ObjectiveTo evaluate the physical properties of commonly used 3D-printed materials and the dose attenuation around a high-dose-rate 192Ir source, in order to provide a reference for selecting appropriate 3D-printed materials for brachytherapy. MethodsFifteen 3D-printed materials (12 non-metallic material and 3 metallic material) were assessed. Each material was fabricated into a wafer with a diameter of 30 ​mm and thickness of 3 ​mm using 3D printing. The CT number of each material was measured, and attenuation measurements were conducted with a Valencia skin applicator and well-type ionization chamber. 192Ir was used as the radioactive source, and the attenuated ionization charges were normalized against that obtained in the presence of a solid water phantom at the same depth.
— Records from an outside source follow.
use herbalism_content::ContentBundle;
use herbalism_core::{
    ActorFlags, ActorId, BlockKind, BlockState, Capability, ConversionResult, GreenThumbOutcome,
    ItemKind, ItemStack, Location, Message, SkillChance, TreasureResult,
};
use runtime::{
    AbilityEvent, Event, GrowthEvent, HarvestEvent, PermissionOracleImpl, PlayerProfile,
    ReplantResult, Runtime, RuntimeError, Topic,
};

const ALWAYS: SkillChance = SkillChance::new(100.0, 100.0, 1000);
const NEVER: SkillChance = SkillChance::new(0.0, 0.0, 1000);

const FARMER: ActorId = ActorId(1);

/// Classic content with every roll pinned, so outcomes do not depend on seeds.
fn pinned_content(double_drops: bool, hylian_luck: bool, abilities: bool) -> ContentBundle {
    let mut content = ContentBundle::classic();
    let pick = |on: bool| if on { ALWAYS } else { NEVER };
    content.config.double_drops = pick(double_drops);
    content.config.hylian_luck = pick(hylian_luck);
    content.config.green_thumb = pick(abilities);
    content.config.shroom_thumb = pick(abilities);
    content
}

async fn start(content: &ContentBundle, farmer: PlayerProfile) -> Runtime {
    Runtime::builder()
        .content(content)
        .seed(42)
        .player(farmer)
        .build()
        .await
        .expect("runtime should start")
}

#[tokio::test]
async fn sugar_cane_column_rewards_every_cell() {
    let runtime = start(
        &pinned_content(true, false, false),
        PlayerProfile::new(FARMER, 100),
    )
    .await;
    let handle = runtime.handle();
    let mut harvests = handle.subscribe(Topic::Harvest);

    let base = Location::new(0, 64, 0);
    for offset in 0..3 {
        handle
            .set_block(BlockState::new(base.up(offset), BlockKind::SugarCane))
            .await
            .unwrap();
    }

    let report = handle.harvest(FARMER, base).await.unwrap();
    assert!(report.outcome.processed);
    assert_eq!(report.outcome.cells, 3);
    assert_eq!(report.reward(), 90);
    assert_eq!(report.outcome.bonus_units, 3);
    assert_eq!(report.broken.len(), 3);
    assert_eq!(report.broken.bonus_drops, 3);

    let world = handle.query_world().await.unwrap();
    assert_eq!(world.bonus_drops(base), 0);
    for offset in 0..3 {
        assert!(world.is_empty(base.up(offset)));
    }

    let player = handle.query_player(FARMER).await.unwrap().unwrap();
    assert_eq!(player.experience, 90);

    match harvests.recv().await.unwrap() {
        Event::Harvest(HarvestEvent::Harvested { reward, cells, .. }) => {
            assert_eq!(reward, 90);
            assert_eq!(cells, 3);
        }
        other => panic!("unexpected event {other:?}"),
    }

    drop(handle);
    runtime.shutdown().await.unwrap();
}

#[tokio::test]
async fn placed_wheat_breaks_without_reward() {
    let runtime = start(
        &pinned_content(true, false, true),
        PlayerProfile::new(FARMER, 1000),
    )
    .await;
    let handle = runtime.handle();
    let mut harvests = handle.subscribe(Topic::Harvest);

    let location = Location::new(5, 64, 5);
    handle
        .place_block(BlockState::new(location, BlockKind::Wheat).with_age(7))
        .await
        .unwrap();

    let report = handle.harvest(FARMER, location).await.unwrap();
    assert!(!report.outcome.processed);
    assert_eq!(report.reward(), 0);
    assert!(report.applied.staged.is_empty());
    assert!(handle.query_world().await.unwrap().is_empty(location));

    assert!(matches!(
        harvests.recv().await.unwrap(),
        Event::Harvest(HarvestEvent::Ignored { .. })
    ));
}

#[tokio::test]
async fn hylian_luck_cancels_the_harvest() {
    let runtime = start(
        &pinned_content(true, true, false),
        PlayerProfile::new(FARMER, 1000).holding(ItemKind::IronSword, 1),
    )
    .await;
    let handle = runtime.handle();
    let mut abilities = handle.subscribe(Topic::Ability);

    let location = Location::new(2, 70, -4);
    handle
        .set_block(BlockState::new(location, BlockKind::Poppy))
        .await
        .unwrap();

    let report = handle.harvest(FARMER, location).await.unwrap();
    let treasure = report.treasure.expect("hylian luck attempted");
    assert!(treasure.succeeded());
    assert!(!report.outcome.processed);
    assert_eq!(report.applied.experience, 0);
    assert_eq!(report.applied.dropped, vec![ItemStack::single(ItemKind::Carrot)]);

    let world = handle.query_world().await.unwrap();
    assert!(world.is_empty(location));
    assert_eq!(world.dropped_items().len(), 1);
    assert_eq!(world.dropped_items()[0].at, location.center());

    match abilities.recv().await.unwrap() {
        Event::Ability(AbilityEvent::TreasureDropped { location: at, item, .. }) => {
            assert_eq!(at, location);
            assert_eq!(item.item, ItemKind::Carrot);
        }
        other => panic!("unexpected event {other:?}"),
    }
    assert!(matches!(
        abilities.recv().await.unwrap(),
        Event::Ability(AbilityEvent::Notified {
            message: Message::HylianLuck,
            ..
        })
    ));
}

#[tokio::test]
async fn hylian_luck_needs_a_sword_in_hand() {
    let farmer = PlayerProfile::new(FARMER, 1000).holding(ItemKind::IronHoe, 1);
    let runtime = start(&pinned_content(false, true, false), farmer).await;
    let handle = runtime.handle();

    let location = Location::new(2, 70, 4);
    handle
        .set_block(BlockState::new(location, BlockKind::Poppy))
        .await
        .unwrap();

    let report = handle.harvest(FARMER, location).await.unwrap();
    assert!(report.treasure.is_none());
    assert!(report.outcome.processed);
    assert_eq!(report.reward(), 100);

    let world = handle.query_world().await.unwrap();
    assert!(world.dropped_items().is_empty());
    assert!(world.is_empty(location));
}

#[tokio::test]
async fn protected_cell_vetoes_treasure_and_harvest_goes_on() {
    let runtime = start(
        &pinned_content(false, true, false),
        PlayerProfile::new(FARMER, 1000).holding(ItemKind::IronSword, 1),
    )
    .await;
    let handle = runtime.handle();

    let location = Location::new(0, 70, 0);
    handle
        .set_block(BlockState::new(location, BlockKind::Dandelion))
        .await
        .unwrap();
    handle.protect(location).await.unwrap();

    let report = handle.harvest(FARMER, location).await.unwrap();
    assert_eq!(
        report.treasure.as_ref().map(|treasure| treasure.result),
        Some(TreasureResult::Vetoed)
    );
    assert!(report.outcome.processed);
    assert_eq!(report.reward(), 100);
    assert!(handle.query_world().await.unwrap().dropped_items().is_empty());
}

#[tokio::test]
async fn tall_kelp_credits_only_what_breaks() {
    let runtime = start(
        &pinned_content(false, false, false),
        PlayerProfile::new(FARMER, 1000),
    )
    .await;
    let handle = runtime.handle();

    let base = Location::new(6, 40, 6);
    for offset in 0..3 {
        handle
            .set_block(BlockState::new(base.up(offset), BlockKind::KelpPlant))
            .await
            .unwrap();
    }
    handle
        .set_block(BlockState::new(base.up(3), BlockKind::Kelp))
        .await
        .unwrap();

    let mut credited = 0;
    let mut broken = 0;
    for offset in [3, 1, 0] {
        let report = handle.harvest(FARMER, base.up(offset)).await.unwrap();
        assert!(report.outcome.processed);
        assert_eq!(report.outcome.cells as usize, report.broken.len());
        credited += report.outcome.cells;
        broken += report.broken.len();
    }
    assert_eq!(credited, 4);
    assert_eq!(broken, 4);

    let player = handle.query_player(FARMER).await.unwrap().unwrap();
    assert_eq!(player.experience, 12);
    let world = handle.query_world().await.unwrap();
    for offset in 0..4 {
        assert!(world.is_empty(base.up(offset)));
    }
}

#[tokio::test]
async fn replanted_cell_releases_bonus_drops_per_harvest() {
    let runtime = start(
        &pinned_content(true, false, false),
        PlayerProfile::new(FARMER, 1000),
    )
    .await;
    let handle = runtime.handle();
    let location = Location::new(7, 64, 7);

    for _ in 0..2 {
        handle
            .set_block(BlockState::new(location, BlockKind::Wheat).with_age(7))
            .await
            .unwrap();
        let report = handle.harvest(FARMER, location).await.unwrap();
        assert!(report.outcome.bonus_units > 0);
        assert_eq!(report.broken.bonus_drops, report.outcome.bonus_units);
        assert_eq!(handle.query_world().await.unwrap().bonus_drops(location), 0);
    }
}

#[tokio::test]
async fn green_terra_replants_wheat_after_a_tick() {
    let farmer = PlayerProfile::new(FARMER, 0)
        .with_flags(ActorFlags::HOE_PREPARED)
        .with_item(ItemKind::WheatSeeds, 4);
    let runtime = start(&pinned_content(true, false, false), farmer).await;
    let handle = runtime.handle();
    let mut growth = handle.subscribe(Topic::Growth);

    assert!(handle.activate_green_terra(FARMER).await.unwrap());
    let player = handle.query_player(FARMER).await.unwrap().unwrap();
    assert!(player.flags.contains(ActorFlags::GREEN_TERRA_ACTIVE));
    assert!(!player.flags.contains(ActorFlags::HOE_PREPARED));

    let location = Location::new(8, 64, 8);
    handle
        .set_block(BlockState::new(location, BlockKind::Wheat).with_age(7))
        .await
        .unwrap();

    let report = handle.harvest(FARMER, location).await.unwrap();
    assert_eq!(report.reward(), 50);
    assert_eq!(report.outcome.bonus_units, 2);
    let staged = match report.outcome.green_thumb {
        Some(GreenThumbOutcome::Staged(replant)) => replant,
        other => panic!("expected a staged replant, got {other:?}"),
    };
    assert_eq!(staged.age, 3);
    assert_eq!(report.applied.removed, vec![(ItemKind::WheatSeeds, 1)]);
    assert!(handle.query_world().await.unwrap().is_empty(location));

    let results = handle.tick(1).await.unwrap();
    assert_eq!(results, vec![ReplantResult::Applied(staged)]);
    assert_eq!(
        handle.query_block(location).await.unwrap(),
        BlockState::new(location, BlockKind::Wheat).with_age(3)
    );

    assert!(matches!(
        growth.recv().await.unwrap(),
        Event::Growth(GrowthEvent::ReplantStaged { .. })
    ));
    assert!(matches!(
        growth.recv().await.unwrap(),
        Event::Growth(GrowthEvent::Replanted { .. })
    ));

    let player = handle.query_player(FARMER).await.unwrap().unwrap();
    assert_eq!(player.count(ItemKind::WheatSeeds), 3);
}

#[tokio::test]
async fn interact_prefers_green_thumb_then_shroom_thumb() {
    let farmer = PlayerProfile::new(FARMER, 1000)
        .with_item(ItemKind::BrownMushroom, 1)
        .holding(ItemKind::WheatSeeds, 2);
    let runtime = start(&pinned_content(false, false, true), farmer).await;
    let handle = runtime.handle();

    let cobble = Location::new(1, 63, 1);
    handle
        .set_block(BlockState::new(cobble, BlockKind::Cobblestone))
        .await
        .unwrap();
    let report = handle.interact(FARMER, cobble).await.unwrap();
    assert_eq!(
        report.outcome.result,
        ConversionResult::Converted {
            from: BlockKind::Cobblestone,
            to: BlockKind::MossyCobblestone,
        }
    );
    assert_eq!(
        handle.query_block(cobble).await.unwrap().kind,
        BlockKind::MossyCobblestone
    );

    // Holding a mushroom without a red one in the inventory: nothing applies.
    let holder = PlayerProfile::new(ActorId(2), 1000).holding(ItemKind::BrownMushroom, 1);
    handle.add_player(holder).await.unwrap();
    let dirt = Location::new(3, 63, 3);
    handle
        .set_block(BlockState::new(dirt, BlockKind::Dirt))
        .await
        .unwrap();
    let report = handle.interact(ActorId(2), dirt).await.unwrap();
    assert_eq!(report.outcome.result, ConversionResult::NotApplicable);

    let grower = PlayerProfile::new(ActorId(3), 1000)
        .with_item(ItemKind::RedMushroom, 1)
        .holding(ItemKind::BrownMushroom, 1);
    handle.add_player(grower).await.unwrap();
    let report = handle.interact(ActorId(3), dirt).await.unwrap();
    assert!(report.outcome.converted());
    assert_eq!(handle.query_block(dirt).await.unwrap().kind, BlockKind::Mycelium);
    let grower = handle.query_player(ActorId(3)).await.unwrap().unwrap();
    assert_eq!(grower.count(ItemKind::RedMushroom), 0);
    assert_eq!(grower.count(ItemKind::BrownMushroom), 0);
}

#[tokio::test]
async fn green_terra_strike_needs_seeds() {
    let farmer = PlayerProfile::new(FARMER, 0).with_flags(ActorFlags::GREEN_TERRA_ACTIVE);
    let runtime = start(&pinned_content(false, false, false), farmer).await;
    let handle = runtime.handle();

    let bricks = Location::new(0, 60, 0);
    handle
        .set_block(BlockState::new(bricks, BlockKind::StoneBricks))
        .await
        .unwrap();

    let report = handle.strike(FARMER, bricks).await.unwrap();
    assert_eq!(
        report.outcome.result,
        ConversionResult::MissingReagent(ItemKind::WheatSeeds)
    );
    assert_eq!(report.applied.messages, vec![Message::GreenTerraNeedMore]);
    assert_eq!(
        handle.query_block(bricks).await.unwrap().kind,
        BlockKind::StoneBricks
    );
}

#[tokio::test]
async fn revoked_farmers_diet_passes_event_food_through() {
    let mut permissions = PermissionOracleImpl::new();
    permissions.revoke(ActorId(2), Capability::FarmersDiet);
    let runtime = Runtime::builder()
        .content(&ContentBundle::classic())
        .permissions(permissions)
        .player(PlayerProfile::new(FARMER, 1000))
        .player(PlayerProfile::new(ActorId(2), 1000))
        .build()
        .await
        .unwrap();
    let handle = runtime.handle();

    assert_eq!(handle.farmers_diet(FARMER, 200, 14, 10).await.unwrap(), 19);
    assert_eq!(handle.farmers_diet(ActorId(2), 200, 14, 10).await.unwrap(), 14);
}

#[tokio::test]
async fn unknown_actor_and_empty_cell_are_errors() {
    let runtime = start(&ContentBundle::classic(), PlayerProfile::new(FARMER, 0)).await;
    let handle = runtime.handle();
    let location = Location::new(9, 9, 9);

    let err = handle.harvest(ActorId(99), location).await.unwrap_err();
    assert!(matches!(err, RuntimeError::UnknownActor(ActorId(99))));
    assert_eq!(err.error_code(), "RUNTIME_UNKNOWN_ACTOR");

    let err = handle.harvest(FARMER, location).await.unwrap_err();
    assert!(matches!(err, RuntimeError::EmptyCell(at) if at == location));
}

#[tokio::test]
async fn invalid_config_is_rejected_at_build() {
    let mut content = ContentBundle::classic();
    content.config.activation_chance = 0;

    let result = Runtime::builder().content(&content).build().await;
    assert!(matches!(result, Err(RuntimeError::Config(_))));
}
ResultsThe CT number of nylon was (−7.78 ​± ​3.36) HU, closest to water among all materials. The CT numbers of the other 11 non-metallic materials were below 300 HU. Moreover, the CT number of the Al alloy was (1,350.89 ​± ​374.55) HU, while the CT numbers of the Ti alloy and stainless steel exceeded 2,976 HU, reaching the upper limit of the CT number range. The results of the attenuation measurements were normalized with the solid water phantom. The average attenuation coefficients of a polyamide, epoxy resin, photosensitive resin, carbon fiber, silica gel, Al alloy, Ti alloy, and stainless steel were 1.003, 0.994, 0.992, 0.995, 0.995, 0.967, 0.939, and 0.866, respectively. ConclusionsAmong the common 3D-printed materials with a density similar to that of water, nylon exhibited the best performance, while the metallic materials caused significant dose attenuation and exhibited CT number distortion. As a result, care should be taken when metallic materials are used as 3D-printed materials for brachytherapy.